//! Metadata Routes
//!
//! - GET/POST /api/v1/series - Label sets of matching series
//! - GET /api/v1/labels - Label names
//! - GET /api/v1/label/:name/values - Values of one label

use axum::{
    extract::{rejection::FormRejection, Path, State},
    http::HeaderMap,
    Form, Json,
};
use std::collections::BTreeMap;
use std::sync::Arc;

use super::origin;
use crate::api::dto::{Params, SuccessResponse};
use crate::api::error::{ApiError, ApiResult};
use crate::api::state::AppState;

fn params(form: Result<Form<Params>, FormRejection>) -> ApiResult<Params> {
    form.map(|Form(params)| params)
        .map_err(|e| ApiError::bad_request(e.body_text()))
}

/// GET/POST /api/v1/series
pub async fn series(
    State(state): State<Arc<AppState>>,
    headers: HeaderMap,
    form: Result<Form<Params>, FormRejection>,
) -> ApiResult<Json<SuccessResponse<Vec<BTreeMap<String, String>>>>> {
    state.api.check_origin(origin(&headers))?;
    let params = params(form)?;
    Ok(Json(SuccessResponse::new(state.api.series(&params).await?)))
}

/// GET /api/v1/labels
pub async fn label_names(
    State(state): State<Arc<AppState>>,
    headers: HeaderMap,
    form: Result<Form<Params>, FormRejection>,
) -> ApiResult<Json<SuccessResponse<Vec<String>>>> {
    state.api.check_origin(origin(&headers))?;
    let params = params(form)?;
    Ok(Json(SuccessResponse::new(
        state.api.label_names(&params).await?,
    )))
}

/// GET /api/v1/label/:name/values
pub async fn label_values(
    State(state): State<Arc<AppState>>,
    Path(name): Path<String>,
    headers: HeaderMap,
    form: Result<Form<Params>, FormRejection>,
) -> ApiResult<Json<SuccessResponse<Vec<String>>>> {
    state.api.check_origin(origin(&headers))?;
    let params = params(form)?;
    Ok(Json(SuccessResponse::new(
        state.api.label_values(&name, &params).await?,
    )))
}
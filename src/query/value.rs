//! Values produced while evaluating an expression

use crate::storage::{Labels, Sample};
use std::fmt;

/// Static type of an expression or value
#[derive(Debug, Clone, Copy, PartialEq, Eq, Hash)]
pub enum ValueType {
    Scalar,
    Vector,
    Matrix,
    String,
}

impl ValueType {
    pub fn name(&self) -> &'static str {
        match self {
            ValueType::Scalar => "scalar",
            ValueType::Vector => "vector",
            ValueType::Matrix => "matrix",
            ValueType::String => "string",
        }
    }
}

impl fmt::Display for ValueType {
    fn fmt(&self, f: &mut fmt::Formatter<'_>) -> fmt::Result {
        f.write_str(self.name())
    }
}

/// One element of an instant vector
#[derive(Debug, Clone, PartialEq)]
pub struct VectorElement {
    pub labels: Labels,
    pub value: f64,
    /// Timestamp of the underlying sample; the evaluation time for computed values
    pub timestamp: i64,
}

impl VectorElement {
    pub fn new(labels: Labels, value: f64, timestamp: i64) -> Self {
        Self {
            labels,
            value,
            timestamp,
        }
    }
}

/// Samples of one series inside a range selector window
#[derive(Debug, Clone, PartialEq)]
pub struct RangeSeries {
    pub labels: Labels,
    pub samples: Vec<Sample>,
}

/// Intermediate value of a sub-expression at one evaluation time
#[derive(Debug, Clone, PartialEq)]
pub enum Value {
    Scalar(f64),
    String(String),
    Vector(Vec<VectorElement>),
    Matrix(Vec<RangeSeries>),
}

impl Value {
    pub fn value_type(&self) -> ValueType {
        match self {
            Value::Scalar(_) => ValueType::Scalar,
            Value::String(_) => ValueType::String,
            Value::Vector(_) => ValueType::Vector,
            Value::Matrix(_) => ValueType::Matrix,
        }
    }
}

/// One series of a query result, in time order
#[derive(Debug, Clone, PartialEq)]
pub struct SeriesPoints {
    pub labels: Labels,
    pub points: Vec<Sample>,
}

/// One element of an instant query result
#[derive(Debug, Clone, PartialEq)]
pub struct InstantPoint {
    pub labels: Labels,
    pub point: Sample,
}

/// Final result of an instant or range query
#[derive(Debug, Clone, PartialEq)]
pub enum QueryValue {
    Scalar(Sample),
    String { t: i64, value: String },
    Vector(Vec<InstantPoint>),
    Matrix(Vec<SeriesPoints>),
}

impl QueryValue {
    pub fn result_type(&self) -> ValueType {
        match self {
            QueryValue::Scalar(_) => ValueType::Scalar,
            QueryValue::String { .. } => ValueType::String,
            QueryValue::Vector(_) => ValueType::Vector,
            QueryValue::Matrix(_) => ValueType::Matrix,
        }
    }

    /// Number of series (or 1 for scalars and strings)
    pub fn series_count(&self) -> usize {
        match self {
            QueryValue::Scalar(_) | QueryValue::String { .. } => 1,
            QueryValue::Vector(v) => v.len(),
            QueryValue::Matrix(m) => m.len(),
        }
    }
}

*TO DO*. Copy all lines from the data that hold the word "BTreeMap".

*SOLUTION FOR THIS TASK*.
use std::collections::BTreeMap;
) -> ApiResult<Json<SuccessResponse<Vec<BTreeMap<String, String>>>>> {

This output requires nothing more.